Net sales increased $36.2 million, or 16.2%, to $259.2 million for the three months ended September 30, 2009 from $223.0 million during the same period in 2008 as noted in the table above. The increase in net sales primarily reflects:

• unit growth driven by increased distribution and new offerings in multiple product categories, most significantly in our women's fitness, women's underwear and overall running categories; along with

• $20.0 million increase in footwear sales due primarily to running footwear.


License revenues increased $1.4 million, or 15.9%, to $10.3 million for the three months ended September 30, 2009 from $8.9 million during the same period in 2008. This increase was the result of additional sales by certain licensees due to increased distribution, new product offerings and unit volume growth, as well as new licensing agreements for team uniforms and custom-molded mouth guards.

Gross profit increased $15.8 million to $134.1 million for the three months ended September 30, 2009 from $118.3 million for the same period in 2008. Gross profit as a percentage of net revenues, or gross margin, decreased 130 basis points to 49.7% for the three months ended September 30, 2009 compared to 51.0% during the same period in 2008. The decrease in gross margin percentage was primarily driven by the following:

• increased footwear and apparel liquidations to third parties, accounting for an approximate 100 basis point decrease;

• increased accessory and footwear inventory reserves, accounting for an approximate 100 basis point decrease; and

• less favorable apparel product mix relative to margins, partially offset by improved apparel costing, accounting for an approximate 30 basis point decrease; partially offset by

• decreased reserves for sales allowances and certain customer incentives, partially offset by increased sales returns reserves, accounting for an approximate 60 basis point increase; and

• increased direct to consumer higher margin sales, accounting for an approximate 40 basis point increase.

Selling, general and administrative expenses increased $15.2 million to $87.0 million for the three months ended September 30, 2009 from $71.8 million for the same period in 2008. As a percentage of net revenues, selling, general and administrative expenses increased to 32.2% for the three months ended September 30, 2009 from 31.0% for the same period in 2008. These changes were primarily attributable to the following:

• Marketing costs increased $2.9 million to $27.7 million for the three months ended September 30, 2009 from $24.8 million for the same period in 2008 primarily due to higher media costs and increased sponsorships of collegiate and professional teams and new events, including the National Football League Scouting Combine. As a percentage of net revenues, marketing costs decreased to 10.3% for the three months ended September 30, 2009 from 10.7% for the same period in 2008 primarily due to a timing shift in marketing costs for specific customers, partially offset by the items noted above.

• Selling costs increased $3.9 million to $17.7 million for the three months ended September 30, 2009 from $13.8 million for the same period in 2008. This increase was primarily due to higher personnel and other costs incurred for the continued expansion of our factory house outlet stores and higher personnel costs mainly related to increased funding for our performance incentive plan as compared to the prior year period. As a percentage of net revenues, selling costs increased to 6.5% for the three months ended September 30, 2009 from 5.9% for the same period in 2008 due to the items noted above.

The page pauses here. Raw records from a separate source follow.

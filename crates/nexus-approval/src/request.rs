//! Approval request and response types.

use serde::{Deserialize, Serialize};
use serde_json::{Map, Value};
use uuid::Uuid;

/// What kind of decision is being requested.
#[derive(Debug, Clone, Copy, PartialEq, Eq, Serialize, Deserialize)]
#[serde(rename_all = "snake_case")]
pub enum ApprovalKind {
    /// Validate a query's complexity analysis before execution.
    QueryAnalysis,
    /// Confirm a tool execution before it runs.
    ToolExecution,
}

/// A request for user approval.
#[derive(Debug, Clone, Serialize, Deserialize)]
pub struct ApprovalRequest {
    /// Unique identifier for this request.
    pub id: Uuid,
    /// What is being approved.
    pub kind: ApprovalKind,
    /// Short description shown in the UI.
    pub title: String,
    /// Kind-specific details (analysis fields, tool name and args, ...).
    pub details: Map<String, Value>,
    /// Actions the user can take.
    pub options: Vec<String>,
    /// Default selection; the first option when not set explicitly.
    pub default_option: String,
}

impl ApprovalRequest {
    /// Create a request with explicit options.
    pub fn new(
        kind: ApprovalKind,
        title: impl Into<String>,
        details: Map<String, Value>,
        options: Vec<String>,
    ) -> Self {
        let default_option = options.first().cloned().unwrap_or_default();
        Self {
            id: Uuid::new_v4(),
            kind,
            title: title.into(),
            details,
            options,
            default_option,
        }
    }

    /// A query-analysis request with the standard options.
    pub fn query_analysis(title: impl Into<String>, details: Map<String, Value>) -> Self {
        Self::new(
            ApprovalKind::QueryAnalysis,
            title,
            details,
            vec![
                "Approve".to_string(),
                "Override Strategy".to_string(),
                "Cancel".to_string(),
            ],
        )
    }

    /// A tool-execution request with the standard options.
    pub fn tool_execution(title: impl Into<String>, details: Map<String, Value>) -> Self {
        Self::new(
            ApprovalKind::ToolExecution,
            title,
            details,
            vec![
                "Approve".to_string(),
                "Deny".to_string(),
                "Approve All".to_string(),
                "Deny All".to_string(),
            ],
        )
    }

    /// The tool name for tool-execution requests.
    #[must_use]
    pub fn tool_name(&self) -> Option<&str> {
        self.details.get("tool_name").and_then(Value::as_str)
    }
}

/// A response to an approval request.
#[derive(Debug, Clone, Serialize, Deserialize)]
pub struct ApprovalResponse {
    /// Id of the request this responds to.
    pub request_id: Uuid,
    /// Primary decision.
    pub approved: bool,
    /// Which option the user selected.
    pub selected_option: String,
    /// Additional data: strategy overrides, remember flags, ...
    #[serde(default)]
    pub metadata: Map<String, Value>,
}

impl ApprovalResponse {
    /// An approving response.
    #[must_use]
    pub fn approve(request_id: Uuid) -> Self {
        Self {
            request_id,
            approved: true,
            selected_option: "Approve".to_string(),
            metadata: Map::new(),
        }
    }

    /// A denying response.
    #[must_use]
    pub fn deny(request_id: Uuid) -> Self {
        Self {
            request_id,
            approved: false,
            selected_option: "Deny".to_string(),
            metadata: Map::new(),
        }
    }

    /// Mark this decision to be remembered for the session.
    #[must_use]
    pub fn remember_for_session(mut self) -> Self {
        self.metadata
            .insert("remember_for_session".to_string(), Value::Bool(true));
        self
    }

    /// Add a metadata entry.
    #[must_use]
    pub fn with_metadata(mut self, key: impl Into<String>, value: Value) -> Self {
        self.metadata.insert(key.into(), value);
        self
    }

    /// Whether the response asks to be remembered.
    #[must_use]
    pub fn wants_remembering(&self) -> bool {
        self.metadata
            .get("remember_for_session")
            .and_then(Value::as_bool)
            .unwrap_or(false)
    }

    /// Whether this response was produced from session memory.
    #[must_use]
    pub fn is_remembered(&self) -> bool {
        self.metadata
            .get("remembered")
            .and_then(Value::as_bool)
            .unwrap_or(false)
    }

    /// Whether this response was auto-approved by configuration.
    #[must_use]
    pub fn is_auto_approved(&self) -> bool {
        self.metadata
            .get("auto_approved")
            .and_then(Value::as_bool)
            .unwrap_or(false)
    }

    /// Whether this response came from cancellation.
    #[must_use]
    pub fn is_cancelled(&self) -> bool {
        self.metadata
            .get("cancelled")
            .and_then(Value::as_bool)
            .unwrap_or(false)
    }
}

#[cfg(test)]
mod tests {
    use super::*;

    #[test]
    fn test_default_option_is_first() {
        let request = ApprovalRequest::query_analysis("Check", Map::new());
        assert_eq!(request.default_option, "Approve");
        assert_eq!(request.options.len(), 3);
    }

    #[test]
    fn test_tool_execution_options() {
        let mut details = Map::new();
        details.insert(
            "tool_name".to_string(),
            Value::String("read_file".to_string()),
        );
        let request = ApprovalRequest::tool_execution("Run read_file?", details);
        assert_eq!(request.options.len(), 4);
        assert_eq!(request.tool_name(), Some("read_file"));
    }

    #[test]
    fn test_response_flags() {
        let id = Uuid::new_v4();
        let response = ApprovalResponse::approve(id).remember_for_session();
        assert!(response.approved);
        assert!(response.wants_remembering());
        assert!(!response.is_remembered());
        assert!(!response.is_cancelled());
    }
}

• Product innovation and supply chain costs increased $4.1 million to $20.2 million for the three months ended September 30, 2009 from $16.1 million for the same period in 2008 primarily due to increased personnel costs for the build out of our footwear and apparel product design and product creation teams, as well as increased funding for our performance incentive plan as compared to the prior year period. In addition this increase was related to higher distribution facilities operating costs to support our growth in net revenues. As a percentage of net revenues, product innovation and supply chain costs increased to 7.5% for the three months ended September 30, 2009 from 6.9% for the same period in 2008 due to higher personnel costs for the build out of our footwear and apparel design and product creation teams.

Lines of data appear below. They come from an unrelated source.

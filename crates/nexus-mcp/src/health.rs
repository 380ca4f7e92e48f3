//! Health checking for MCP client connections.
//!
//! The checker serves two purposes: it keeps serverless upstreams warm
//! with periodic cheap requests, and it detects dead connections by
//! counting consecutive probe failures.

use std::future::Future;
use std::time::Duration;
use tokio::task::JoinHandle;
use tokio_util::sync::CancellationToken;
use tracing::{debug, error, info, warn};

/// Which listing operation the health probe uses.
///
/// All three are cheap, idempotent MCP calls; `ListTools` is the default.
#[derive(Debug, Clone, Copy, PartialEq, Eq, Default)]
pub enum HealthProbeOperation {
    /// Probe via `tools/list`.
    #[default]
    ListTools,
    /// Probe via `prompts/list`.
    ListPrompts,
    /// Probe via `resources/list`.
    ListResources,
}

impl std::fmt::Display for HealthProbeOperation {
    fn fmt(&self, f: &mut std::fmt::Formatter<'_>) -> std::fmt::Result {
        let s = match self {
            Self::ListTools => "list_tools",
            Self::ListPrompts => "list_prompts",
            Self::ListResources => "list_resources",
        };
        f.write_str(s)
    }
}

/// Configuration for the health checker.
#[derive(Debug, Clone)]
pub struct HealthCheckerConfig {
    /// Seconds between health checks. Short by default to double as a
    /// keep-alive for serverless upstreams.
    pub check_interval: Duration,
    /// Per-probe deadline.
    pub probe_timeout: Duration,
    /// Consecutive failures before the connection is declared unhealthy.
    pub failure_threshold: u32,
    /// Which operation to probe with.
    pub operation: HealthProbeOperation,
    /// Whether the probe is also meant to keep the upstream warm.
    pub keep_alive: bool,
}

impl Default for HealthCheckerConfig {
    fn default() -> Self {
        Self {
            check_interval: Duration::from_secs(10),
            probe_timeout: Duration::from_secs(5),
            failure_threshold: 2,
            operation: HealthProbeOperation::default(),
            keep_alive: true,
        }
    }
}

/// Periodic health monitor for one connection.
#[derive(Debug, Clone)]
pub struct HealthChecker {
    config: HealthCheckerConfig,
}

impl HealthChecker {
    /// Create a health checker with the given configuration.
    #[must_use]
    pub fn new(config: HealthCheckerConfig) -> Self {
        Self { config }
    }

    /// The checker's configuration.
    #[must_use]
    pub fn config(&self) -> &HealthCheckerConfig {
        &self.config
    }

    /// Spawn the monitoring loop.
    ///
    /// On each tick the `probe` future runs under the configured deadline.
    /// A successful probe resets the consecutive-failure counter; a failed
    /// or timed-out probe increments it. When the counter reaches the
    /// failure threshold, `on_unhealthy` is invoked once per crossing.
    /// The loop exits when `cancel` fires.
    pub fn spawn<P, F, U>(
        &self,
        probe: P,
        on_unhealthy: U,
        cancel: CancellationToken,
    ) -> JoinHandle<()>
    where
        P: Fn(HealthProbeOperation) -> F + Send + Sync + 'static,
        F: Future<Output = bool> + Send,
        U: Fn() + Send + Sync + 'static,
    {
        let config = self.config.clone();
        let mode = if config.keep_alive {
            "keep-alive + health monitoring"
        } else {
            "health monitoring only"
        };
        info!(
            interval_secs = config.check_interval.as_secs_f64(),
            operation = %config.operation,
            mode,
            "Health checker started"
        );

        tokio::spawn(async move {
            let mut consecutive_failures: u32 = 0;

            loop {
                tokio::select! {
                    () = cancel.cancelled() => {
                        info!("Health checker stopped");
                        break;
                    },
                    () = tokio::time::sleep(config.check_interval) => {},
                }

                if cancel.is_cancelled() {
                    break;
                }

                let healthy = match tokio::time::timeout(
                    config.probe_timeout,
                    probe(config.operation),
                )
                .await
                {
                    Ok(result) => result,
                    Err(_) => {
                        warn!(
                            timeout_secs = config.probe_timeout.as_secs_f64(),
                            "Health check timed out"
                        );
                        false
                    },
                };

                if healthy {
                    if consecutive_failures > 0 {
                        info!(
                            failures = consecutive_failures,
                            "Connection recovered"
                        );
                    }
                    consecutive_failures = 0;
                    debug!(operation = %config.operation, "Health check passed");
                } else {
                    consecutive_failures = consecutive_failures.saturating_add(1);
                    warn!(
                        failures = consecutive_failures,
                        threshold = config.failure_threshold,
                        "Health check failed"
                    );

                    // Fire once per threshold crossing, not on every
                    // subsequent failure
                    if consecutive_failures == config.failure_threshold {
                        warn!("Connection unhealthy, triggering callback");
                        let result = std::panic::catch_unwind(
                            std::panic::AssertUnwindSafe(&on_unhealthy),
                        );
                        if result.is_err() {
                            error!("Unhealthy callback panicked");
                        }
                    }
                }
            }
        })
    }
}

• Corporate services costs increased $4.3 million to $21.4 million for the three months ended September 30, 2009 from $17.1 million for the same period in 2008 primarily due to higher personnel costs for the increased funding for our performance incentive plan as compared to the prior year period and additional corporate personnel necessary to support our growth. In addition this increase was due to higher costs for consumer insight research. As a percentage of net revenues, corporate services costs increased to 7.9% for the three months ended September 30, 2009 from 7.4% for the same period in 2008 primarily due to the items noted above.

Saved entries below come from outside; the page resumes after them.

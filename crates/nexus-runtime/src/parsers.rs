//! Argument parsing for prompt commands.
//!
//! `/command` arguments arrive as a free-form string. Two formats are
//! recognized: `key=value` pairs (with quoted values) and positional
//! values. The composite parser picks per input, applies schema
//! defaults, and logs — without failing — when required arguments are
//! missing, matching the forgiving surface of the command layer.

use nexus_mcp::PromptDefinition;
use std::collections::HashMap;
use tracing::{debug, warn};

/// Normalized schema for one prompt argument.
#[derive(Debug, Clone)]
pub struct PromptArgumentSchema {
    /// Argument name.
    pub name: String,
    /// Whether the argument must be provided.
    pub required: bool,
    /// Description from the server.
    pub description: Option<String>,
    /// Default value applied when absent.
    pub default: Option<String>,
}

impl PromptArgumentSchema {
    /// Normalize the argument schemas of a prompt definition.
    #[must_use]
    pub fn from_prompt(prompt: &PromptDefinition) -> Vec<Self> {
        prompt
            .arguments
            .as_ref()
            .map(|arguments| {
                arguments
                    .iter()
                    .map(|argument| Self {
                        name: argument.name.clone(),
                        required: argument.required,
                        description: argument.description.clone(),
                        default: None,
                    })
                    .collect()
            })
            .unwrap_or_default()
    }
}

/// Pluggable argument parser.
pub trait ArgumentParser: Send + Sync {
    /// Parse the remaining query text against the argument schemas.
    fn parse(
        &self,
        query_remaining: &str,
        schemas: &[PromptArgumentSchema],
    ) -> HashMap<String, String>;
}

/// Parser for `key=value` arguments with quoted-value support.
#[derive(Debug, Clone, Copy, Default)]
pub struct KeyValueParser;

impl KeyValueParser {
    /// Scan `key=value` pairs, honoring single and double quotes and
    /// escaped quote characters inside quoted values.
    #[allow(clippy::arithmetic_side_effects)] // index increments bounded by chars.len()
    fn scan_pairs(text: &str) -> Vec<(String, String)> {
        let chars: Vec<char> = text.chars().collect();
        let mut pairs = Vec::new();
        let mut i = 0;

        while i < chars.len() {
            while i < chars.len() && chars[i].is_whitespace() {
                i += 1;
            }
            if i >= chars.len() {
                break;
            }

            let key_start = i;
            while i < chars.len() && chars[i] != '=' && !chars[i].is_whitespace() {
                i += 1;
            }

            if i >= chars.len() || chars[i] != '=' {
                // Token without '=': skip it
                while i < chars.len() && !chars[i].is_whitespace() {
                    i += 1;
                }
                continue;
            }

            let key: String = chars[key_start..i].iter().collect();
            i += 1; // skip '='

            while i < chars.len() && chars[i].is_whitespace() {
                i += 1;
            }
            if i >= chars.len() {
                pairs.push((key.trim().to_string(), String::new()));
                break;
            }

            let value = if chars[i] == '"' || chars[i] == '\'' {
                let quote = chars[i];
                i += 1;
                let value_start = i;
                while i < chars.len() && chars[i] != quote {
                    if chars[i] == '\\' && i + 1 < chars.len() && chars[i + 1] == quote {
                        i += 2;
                    } else {
                        i += 1;
                    }
                }
                let value: String = chars[value_start..i].iter().collect();
                if i < chars.len() {
                    i += 1; // skip closing quote
                }
                value
            } else {
                let value_start = i;
                while i < chars.len() && !chars[i].is_whitespace() {
                    i += 1;
                }
                chars[value_start..i].iter().collect::<String>()
            };

            pairs.push((key.trim().to_string(), value));
        }

        pairs
    }
}

impl ArgumentParser for KeyValueParser {
    fn parse(
        &self,
        query_remaining: &str,
        schemas: &[PromptArgumentSchema],
    ) -> HashMap<String, String> {
        let mut arguments = HashMap::new();
        if !query_remaining.contains('=') {
            return arguments;
        }

        let known: Vec<&str> = schemas.iter().map(|s| s.name.as_str()).collect();
        for (key, value) in Self::scan_pairs(query_remaining) {
            if known.contains(&key.as_str()) {
                debug!(key = %key, "Parsed key=value argument");
                arguments.insert(key, value);
            }
        }
        arguments
    }
}

/// Parser for positional (space-separated) arguments.
#[derive(Debug, Clone, Copy, Default)]
pub struct PositionalParser;

/// Extract the bare resource id from a mention.
///
/// `mcp://server/resource` and `server:resource` both reduce to
/// `resource`; anything else passes through unchanged.
#[must_use]
pub(crate) fn extract_resource_id(reference: &str) -> String {
    if let Some((_, rest)) = reference.split_once("://") {
        return rest.split('/').next_back().unwrap_or(rest).to_string();
    }
    if let Some((_, rest)) = reference.split_once(':') {
        return rest.to_string();
    }
    reference.to_string()
}

impl ArgumentParser for PositionalParser {
    fn parse(
        &self,
        query_remaining: &str,
        schemas: &[PromptArgumentSchema],
    ) -> HashMap<String, String> {
        let mut arguments = HashMap::new();

        // Single-argument prompts accept a bare @resource mention
        if schemas.len() == 1 && query_remaining.starts_with('@') {
            let reference = query_remaining[1..].trim();
            let resource_id = extract_resource_id(reference);
            debug!(argument = %schemas[0].name, value = %resource_id, "Parsed resource-reference argument");
            arguments.insert(schemas[0].name.clone(), resource_id);
            return arguments;
        }

        let values: Vec<&str> = query_remaining.split_whitespace().collect();
        for (schema, raw) in schemas.iter().zip(values.iter()) {
            let mut value = raw.trim_matches('"').trim_matches('\'').to_string();
            if let Some(stripped) = value.strip_prefix('@') {
                value = extract_resource_id(stripped);
            }
            debug!(argument = %schema.name, value = %value, "Parsed positional argument");
            arguments.insert(schema.name.clone(), value);
        }
        arguments
    }
}

/// Composite parser: `key=value` when an `=` is present, positional
/// otherwise; defaults applied, required arguments validated.
#[derive(Debug, Clone, Copy, Default)]
pub struct CompositeParser {
    key_value: KeyValueParser,
    positional: PositionalParser,
}

impl CompositeParser {
    /// Create the composite parser.
    #[must_use]
    pub fn new() -> Self {
        Self::default()
    }

    /// Fill in schema defaults for absent arguments.
    pub fn apply_defaults(
        arguments: &mut HashMap<String, String>,
        schemas: &[PromptArgumentSchema],
    ) {
        for schema in schemas {
            if !arguments.contains_key(&schema.name) {
                if let Some(default) = &schema.default {
                    debug!(argument = %schema.name, default = %default, "Applied default argument");
                    arguments.insert(schema.name.clone(), default.clone());
                }
            }
        }
    }

    /// Log missing required arguments. The command still proceeds —
    /// the server reports precise errors for its own schema.
    pub fn validate(
        arguments: &HashMap<String, String>,
        schemas: &[PromptArgumentSchema],
        command_name: &str,
    ) {
        let missing: Vec<&str> = schemas
            .iter()
            .filter(|schema| schema.required && !arguments.contains_key(&schema.name))
            .map(|schema| schema.name.as_str())
            .collect();
        if !missing.is_empty() {
            warn!(
                command = command_name,
                missing = ?missing,
                "Missing required arguments for prompt"
            );
        }
    }
}

impl ArgumentParser for CompositeParser {
    fn parse(
        &self,
        query_remaining: &str,
        schemas: &[PromptArgumentSchema],
    ) -> HashMap<String, String> {
        if query_remaining.contains('=') {
            self.key_value.parse(query_remaining, schemas)
        } else {
            self.positional.parse(query_remaining, schemas)
        }
    }
}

Income from operations increased $0.6 million, or 1.3%, to $47.1 million for the three months ended September 30, 2009 from $46.5 million for the same period in 2008. Income from operations as a percentage of net revenues decreased to 17.5% for the three months ended September 30, 2009 from 20.0% for the same period in 2008. This decrease was a result of an increase in selling, general and administrative expenses, and a decrease in gross profit as a percentage of net revenues as discussed above.

Interest expense, net increased $0.4 million to $0.5 million for the three months ended September 30, 2009 from $0.1 million for the same period in 2008. This increase was primarily due to increased fees related to our new revolving credit facility during the three months ended September 30, 2009.

Other income (expense), net increased $1.7 million to $0.1 million for the three months ended September 30, 2009 from ($1.6) million for the same period in 2008. This increase was primarily due to gains on foreign currency exchange rate changes on transactions denominated in the Euro and Canadian Dollar, largely offset by losses on our derivative financial instruments for the three months ended September 30, 2009 as compared to foreign currency exchange rate losses, partially offset by derivative financial instrument gains for the same period in 2008.

Provision for income taxes increased $1.4 million to $20.5 million during the three months ended September 30, 2009 from $19.1 million during the same period in 2008. Our effective tax rate was 43.9% for the three months ended September 30, 2009 compared to 42.6% during the same period in 2008. The effective tax rate for the three months ended September 30, 2009 was higher than the effective tax rate for the three months ended September 30, 2008 primarily due to an increase in the projected non-deductible expenses in the current year. Our annual 2009 effective rate is expected to be approximately 44.3%, which is lower than the 2008 annual effective tax rate of 45.3% due to certain sourcing and tax strategies implemented in 2009.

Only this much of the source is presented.